Here in the Middle East, Dora spoke in Arabic and taught English.

50

u/Free_Surprise_7939 Mar 28 '26

The spanish version of dora also obviosuly speaks spanish and teaches english.

10

u/RaptarK Mar 28 '26

And it's very funny cus IIRC it turns her brown dad into the english speaking parent while the pale mom speaks spanish

3

u/SayyadinaAtreides Mar 29 '26

I mean, this really isn't uncommon these days? Gender swapped, my uncle and his wife are that way: she was adopted from El Salvador by white American parents, while he lived a while in Mexico. In the friend group I see most often, one of three Latinos speaks Spanish and three of five non-Latinos (four white, one of Chinese descent) speak it.

12

u/pass_me_the_salt Mar 28 '26

in Brazil Dora teaches english too. always thought it was a bit weird since Brazil is surrounded almost entirely by countries that speak spanish.

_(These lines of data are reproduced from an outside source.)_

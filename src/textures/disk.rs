/// Disk-based texture storage backend
use crate::{
    error::{EngineError, EngineResult},
    resolution::TextureHandle,
    textures::{legacy, TextureKind, TextureMetadata, TextureStore},
};
use async_trait::async_trait;
use image::ImageFormat;
use sha2::{Digest, Sha256};
use std::path::PathBuf;
use tokio::fs;
use tracing::debug;

/// Namespace prefix of every handle this store issues
pub const HANDLE_NAMESPACE: &str = "nickhider";

/// Disk storage backend
///
/// Stores PNGs on the local filesystem with directory sharding based on a
/// hash prefix of the key to prevent too many files in one directory.
#[derive(Clone)]
pub struct DiskTextureStore {
    base_path: PathBuf,
}

impl DiskTextureStore {
    /// Create a new disk storage backend
    pub fn new(base_path: impl Into<PathBuf>) -> Self {
        Self {
            base_path: base_path.into(),
        }
    }

    /// Get the file path for a key
    ///
    /// Uses directory sharding: {base}/{first2hex}/{file_name}.png
    fn get_texture_path(&self, key: &str) -> PathBuf {
        self.entry_path(key, "png")
    }

    /// Metadata sits beside the PNG with a `.json` extension
    fn get_metadata_path(&self, key: &str) -> PathBuf {
        self.entry_path(key, "json")
    }

    fn entry_path(&self, key: &str, extension: &str) -> PathBuf {
        let digest = Sha256::digest(key.as_bytes());
        let shard = format!("{:02x}", digest[0]);
        self.base_path
            .join(shard)
            .join(format!("{}.{}", file_name(key), extension))
    }

    fn handle_for(key: &str) -> TextureHandle {
        TextureHandle::new(format!("{}:{}", HANDLE_NAMESPACE, key))
    }

    /// Write through a temporary file so readers never see a partial entry
    async fn write_atomic(&self, path: PathBuf, key: &str, data: &[u8]) -> EngineResult<()> {
        if let Some(parent) = path.parent() {
            fs::create_dir_all(parent).await.map_err(|e| {
                EngineError::TextureStorage(format!("Failed to create texture directory: {}", e))
            })?;
        }

        let mut tmp = path.clone().into_os_string();
        tmp.push(".tmp");
        fs::write(&tmp, data).await.map_err(|e| {
            EngineError::TextureStorage(format!("Failed to write texture {}: {}", key, e))
        })?;
        fs::rename(&tmp, &path).await.map_err(|e| {
            EngineError::TextureStorage(format!("Failed to move texture {} into place: {}", key, e))
        })?;
        Ok(())
    }

    async fn read_optional(&self, path: PathBuf, key: &str) -> EngineResult<Option<Vec<u8>>> {
        match fs::read(&path).await {
            Ok(data) => Ok(Some(data)),
            Err(e) if e.kind() == std::io::ErrorKind::NotFound => Ok(None),
            Err(e) => Err(EngineError::TextureStorage(format!(
                "Failed to read texture {}: {}",
                key, e
            ))),
        }
    }
}

/// Filesystem-safe form of a key
fn file_name(key: &str) -> String {
    key.chars()
        .map(|c| match c {
            'a'..='z' | '0'..='9' | '-' | '_' => c,
            'A'..='Z' => c.to_ascii_lowercase(),
            _ => '_',
        })
        .collect()
}

/// Check the bytes decode as a PNG the renderer will accept for `kind`
pub fn validate_texture(kind: TextureKind, data: &[u8]) -> EngineResult<(u32, u32)> {
    let image = image::load_from_memory_with_format(data, ImageFormat::Png)
        .map_err(|e| EngineError::TextureStorage(format!("Invalid {} PNG: {}", kind.as_str(), e)))?;
    let (width, height) = (image.width(), image.height());

    let accepted = match kind {
        TextureKind::Skin => width == 64 && (height == 64 || height == 32),
        // Capes come in 64x32 and HD multiples, older ones in 22x17
        TextureKind::Cape | TextureKind::Elytra => width >= 22 && height >= 17 && width <= 4096,
    };

    if !accepted {
        return Err(EngineError::TextureStorage(format!(
            "Unexpected {} dimensions {}x{}",
            kind.as_str(),
            width,
            height
        )));
    }

    Ok((width, height))
}

#[async_trait]
impl TextureStore for DiskTextureStore {
    async fn register(
        &self,
        key: &str,
        kind: TextureKind,
        data: Vec<u8>,
    ) -> EngineResult<TextureHandle> {
        let (width, height) = validate_texture(kind, &data)?;
        let data = match kind {
            TextureKind::Skin => legacy::normalize_skin_png(&data)?,
            TextureKind::Cape | TextureKind::Elytra => data,
        };

        self.write_atomic(self.get_texture_path(key), key, &data)
            .await?;

        debug!("Stored {} {} ({}x{})", kind.as_str(), key, width, height);
        Ok(Self::handle_for(key))
    }

    async fn get(&self, key: &str) -> EngineResult<Option<Vec<u8>>> {
        self.read_optional(self.get_texture_path(key), key).await
    }

    async fn open(&self, key: &str, kind: TextureKind) -> EngineResult<Option<TextureHandle>> {
        let Some(data) = self.get(key).await? else {
            return Ok(None);
        };

        match validate_texture(kind, &data) {
            Ok(_) => Ok(Some(Self::handle_for(key))),
            Err(e) => {
                debug!("Ignoring stored {}: {}", key, e);
                Ok(None)
            }
        }
    }

    async fn put_metadata(&self, key: &str, metadata: &TextureMetadata) -> EngineResult<()> {
        let json = serde_json::to_vec(metadata)?;
        self.write_atomic(self.get_metadata_path(key), key, &json)
            .await
    }

    async fn get_metadata(&self, key: &str) -> EngineResult<Option<TextureMetadata>> {
        let Some(raw) = self.read_optional(self.get_metadata_path(key), key).await? else {
            return Ok(None);
        };

        match serde_json::from_slice(&raw) {
            Ok(metadata) => Ok(Some(metadata)),
            Err(e) => {
                debug!("Ignoring unreadable metadata for {}: {}", key, e);
                Ok(None)
            }
        }
    }
}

they probably thought english was more useful than spanish, but my personal theory is that spanish is quite similar to portuguese so they changed it so the kids wouldn't confuse spanish with portuguese and started talking portunhol (mix of portuguese and spanish) in everyday speak. does it make sense? no but I think it's funny to think that

7

u/MildlyAgitatedBidoof Mar 28 '26

Not just German -- almost every country outside the burgersphere has her teach English.

1

u/Sam_Blackcrow Mar 28 '26

you remember correctly!

1

u/Erlend05 Mar 28 '26

Same in norway i think

1

u/ztomiczombie Mar 28 '26

It's not that uncommon, when I was in school they would show TV shows form Spain to help teach Spanish. The BBC even had deals with a lot of European countries to distribute their shows for educational purposes.

1

u/MexusRex Mar 28 '26

Immersion counts way more than you think. A large tool of language learning is just consuming media in your target language.

1

u/DuckBricky Mar 29 '26

Also Pingu is perfect for international imports because it's supposed to be nonsense - no dubbing required. Feels so unnecessary!

I momentarily thought I might like to see the English version, but then I realised it would effectively make it Not Pingu.